The bonds first create an obligation owed by Quinn and Harleysville to Skanska and Penn. Each bond states that Quinn, as principal, and Harleysville, as surety, are "jointly and severally bound" unto Skanska and Penn in a sum equal to the value of the underlying subcontract ($913,920 for the bond insuring the Foundation Subcontract, and $5,903,760 for the bond insuring the Building Subcontract).
The bonds then set out conditions relieving Quinn and Harleysville of their obligation to Skanska and Penn.
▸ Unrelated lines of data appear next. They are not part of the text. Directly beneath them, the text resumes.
//! User model
//!
//! This module defines the User entity for the Starblog API. Users author
//! blog posts and keep two independent favorites sets (characters, planets).

use chrono::{DateTime, Utc};
use serde::{Deserialize, Serialize};

/// User entity representing a registered blog user.
#[derive(Debug, Clone, Serialize, Deserialize)]
pub struct User {
    /// Unique identifier
    pub id: i64,
    /// Email address (unique)
    pub email: String,
    /// Stored password. Never leaves the process: skipped on serialization
    /// and excluded from every response type.
    #[serde(skip_serializing)]
    pub password: String,
    /// Username (unique)
    pub username: String,
    /// First name (optional)
    pub first_name: Option<String>,
    /// Last name (optional)
    pub last_name: Option<String>,
    /// Active flag
    pub is_active: bool,
    /// Creation timestamp
    pub created_at: DateTime<Utc>,
}

impl User {
    /// Create a new User with defaults applied (active, created now).
    ///
    /// The id is assigned by the database on insert.
    pub fn new(input: NewUser) -> Self {
        Self {
            id: 0,
            email: input.email,
            password: input.password,
            username: input.username,
            first_name: input.first_name,
            last_name: input.last_name,
            is_active: true,
            created_at: Utc::now(),
        }
    }
}

/// Input for creating a new user
#[derive(Debug, Clone)]
pub struct NewUser {
    /// Email address
    pub email: String,
    /// Password as provided
    pub password: String,
    /// Username
    pub username: String,
    /// First name (optional)
    pub first_name: Option<String>,
    /// Last name (optional)
    pub last_name: Option<String>,
}

/// A user together with the cardinalities of its relations.
///
/// The counts are computed by the store on demand, never maintained as
/// back-pointers on the entity.
#[derive(Debug, Clone)]
pub struct UserWithCounts {
    pub user: User,
    pub favorite_characters_count: i64,
    pub favorite_planets_count: i64,
    pub blog_posts_count: i64,
}

#[cfg(test)]
mod tests {
    use super::*;

    fn sample_input() -> NewUser {
        NewUser {
            email: "luke@rebellion.org".to_string(),
            password: "secret".to_string(),
            username: "luke".to_string(),
            first_name: Some("Luke".to_string()),
            last_name: Some("Skywalker".to_string()),
        }
    }

    #[test]
    fn test_user_new_defaults() {
        let user = User::new(sample_input());

        assert_eq!(user.id, 0);
        assert_eq!(user.email, "luke@rebellion.org");
        assert_eq!(user.username, "luke");
        assert!(user.is_active);
    }

    #[test]
    fn test_user_serialization_omits_password() {
        let user = User::new(sample_input());

        let json = serde_json::to_value(&user).unwrap();
        let obj = json.as_object().unwrap();

        assert!(!obj.contains_key("password"));
        assert_eq!(obj["username"], "luke");
        assert_eq!(obj["is_active"], true);
    }
}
Each bond states that if Quinn (1) performs "every and all of the provisions of the Contract" with Skanska "in the manner and within the time therein set forth," (2) holds Skanska and Penn harmless from "any loss or damage occasioned to any person or property" in the course of performance, and (3) indemnifies Skanska and Penn against "any loss, liability, cost, damage or expense, including attorney's fees, by reason of the failure of performance," then Quinn and Harleysville's obligation "shall be void." Otherwise, their obligation "shall be and remain in full force and effect."
The last provision of the bonds is that "[i]t is understood and agreed that a Dual Obligee Rider is attached." Each Dual Obligee Rider conditions Harleysville and Quinn's indemnity obligations on Penn and Skanska's adherence to the terms of the subcontracts. The Riders provide "there shall be no liability under this bond" to Penn or Skanska unless Penn and Skanska "make payments to [Quinn] strictly in accordance with the terms of the said contract as to payments," and "perform all of the other obligations to be performed under said contract at the time and the manner therein set forth."
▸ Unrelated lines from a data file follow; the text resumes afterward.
//! Character API endpoints
//!
//! Handles HTTP requests for character data:
//! - GET /characters - List all characters
//! - GET /characters/{id} - Get a single character
//! - POST /characters - Create a character

use axum::{
    extract::{Path, State},
    http::StatusCode,
    routing::get,
    Json, Router,
};

use crate::api::responses::CharacterResponse;
use crate::api::{ApiError, AppState};
use crate::models::CreateCharacterInput;

/// Build the characters router
pub fn router() -> Router<AppState> {
    Router::new()
        .route("/", get(list_characters).post(create_character))
        .route("/{id}", get(get_character))
}

/// GET /characters - List all characters
async fn list_characters(
    State(state): State<AppState>,
) -> Result<Json<Vec<CharacterResponse>>, ApiError> {
    let characters = state.character_service.list().await?;

    Ok(Json(characters.into_iter().map(Into::into).collect()))
}

/// GET /characters/{id} - Get a single character
async fn get_character(
    State(state): State<AppState>,
    Path(id): Path<i64>,
) -> Result<Json<CharacterResponse>, ApiError> {
    let character = state.character_service.get(id).await?;

    Ok(Json(character.into()))
}

/// POST /characters - Create a character
async fn create_character(
    State(state): State<AppState>,
    Json(input): Json<CreateCharacterInput>,
) -> Result<(StatusCode, Json<CharacterResponse>), ApiError> {
    let character = state.character_service.create(&input).await?;

    Ok((StatusCode::CREATED, Json(character.into())))
}
//! Services layer - business logic
//!
//! One service per resource. Services perform existence checks and raise
//! typed errors before touching the store for mutation, and translate
//! store-level constraint violations into typed errors instead of letting
//! them surface as opaque faults.

pub mod blog_post;
pub mod character;
pub mod favorite;
pub mod planet;
pub mod user;

pub use blog_post::{BlogPostService, BlogPostServiceError};
pub use character::{CharacterService, CharacterServiceError};
pub use favorite::{FavoriteOutcome, FavoriteService, FavoriteServiceError, UserFavorites};
pub use planet::{PlanetService, PlanetServiceError};
pub use user::{UserService, UserServiceError};

use sqlx::error::ErrorKind;

/// A store-level constraint violation pulled out of an error chain.
pub(crate) enum StoreViolation {
    /// Duplicate value for a unique column
    Unique(String),
    /// NOT NULL, foreign key, or check constraint failure
    Constraint(String),
}

/// Inspect an error chain for a sqlx database error with a constraint kind.
///
/// Returns None for connection faults and other non-constraint failures,
/// which stay internal errors.
pub(crate) fn store_violation(err: &anyhow::Error) -> Option<StoreViolation> {
    let db = err.downcast_ref::<sqlx::Error>()?.as_database_error()?;
    match db.kind() {
        ErrorKind::UniqueViolation => Some(StoreViolation::Unique(db.message().to_string())),
        ErrorKind::ForeignKeyViolation | ErrorKind::NotNullViolation | ErrorKind::CheckViolation => {
            Some(StoreViolation::Constraint(db.message().to_string()))
        }
        _ => None,
    }
}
A party moving for summary judgment must show that there are no issues of material fact and that judgment is appropriate as a matter of law. Fed. R. Civ. P. 56(c). The moving party bears the initial burden of showing that there are no issues of material fact. Celotex Corp. v. Catrett, 477 U.S. 317, 323 (1986). Once a properly supported motion for summary judgment is made the burden shifts to the non-moving party, who must set forth specific facts showing that there is a genuine issue for trial. Anderson v. Liberty Lobby, Inc., 477 U.S. 242, 250 (1986).
A. Harleysville's Motion for Summary Judgment
The Court first addresses Harleysville's motion for summary judgment on Skanska's claims for payment of the surety bonds. This is Harleysville's second motion for summary judgment on these claims. In support of its first motion, Harleysville argued that the plain language of the bonds did not obligate it to indemnify Skanska under any circumstance. The Court rejected Harleysville's position and denied its motion, finding that the bonds "expressly impose an obligation on Harleysville (and Quinn)." Memorandum and Order of Dec. 8, 2008 at 4.
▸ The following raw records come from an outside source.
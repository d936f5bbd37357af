//! Character model
//!
//! Characters optionally reference one planet as their homeworld
//! (many-to-one) and can be favorited by users.

use chrono::{DateTime, Utc};
use serde::{Deserialize, Serialize};

use super::planet::PlanetWithCounts;

/// Character entity.
///
/// Like planets, physical attributes are free-form strings preserving the
/// upstream catalog's formatting, e.g. height "172 cm", birth year "19BBY".
#[derive(Debug, Clone, Serialize, Deserialize)]
pub struct Character {
    /// Unique identifier
    pub id: i64,
    /// Character name
    pub name: String,
    pub description: Option<String>,
    /// e.g. "172 cm"
    pub height: Option<String>,
    /// e.g. "77 kg"
    pub mass: Option<String>,
    pub hair_color: Option<String>,
    pub skin_color: Option<String>,
    pub eye_color: Option<String>,
    /// e.g. "19BBY"
    pub birth_year: Option<String>,
    pub gender: Option<String>,
    pub image_url: Option<String>,
    /// Homeworld planet id, if any
    pub homeworld_id: Option<i64>,
    /// Creation timestamp
    pub created_at: DateTime<Utc>,
}

/// Input for creating a character.
///
/// Every field is an explicit optional: a missing request key becomes
/// `None`, and the store's column constraints are the validation boundary.
/// A `homeworld_id` must reference an existing planet.
#[derive(Debug, Clone, Default, Deserialize)]
pub struct CreateCharacterInput {
    pub name: Option<String>,
    pub description: Option<String>,
    pub height: Option<String>,
    pub mass: Option<String>,
    pub hair_color: Option<String>,
    pub skin_color: Option<String>,
    pub eye_color: Option<String>,
    pub birth_year: Option<String>,
    pub gender: Option<String>,
    pub image_url: Option<String>,
    pub homeworld_id: Option<i64>,
}

/// A character together with its loaded homeworld and favorite count.
///
/// The homeworld carries its own counts so the embedded planet serializes
/// exactly like the planet would on its own.
#[derive(Debug, Clone)]
pub struct CharacterWithRelations {
    pub character: Character,
    pub homeworld: Option<PlanetWithCounts>,
    /// Users who favorited this character
    pub favorited_by_count: i64,
}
Harleysville now claims that it is entitled to summary judgment on two grounds. First, it again contends that "the Bonds do not state that Harleysville owes Skanska an indemnity obligation." Harleysville Mem. at 6. As discussed, the Court has already rejected this position. Harleysville lends it no new support. Neither of the cases that Harleysville cites for the principle that indemnity agreements should be strictly construed against the party that drafts them, Lackie v. Niagara Machine and Tool Works, 559 F. Supp. 377 (E.D. Pa. 1983), and Ratti v. Wheeling Pittsburgh Steel Corp., 2000 Pa. Super. 239, 758 A.2d 695 (2000), is on point. Both Lackie and Ratti construe indemnity obligations narrowly against the drafting party, but only in scope. Lackie, 559 F. Supp. at 380; Ratti, 758 A.2d at 705. In neither case does the drafting party dispute the existence of any indemnity obligation, as Harleysville does here. Furthermore neither Lackie nor Ratti involves interpretation of a surety bond, or of language resembling the terms at issue here.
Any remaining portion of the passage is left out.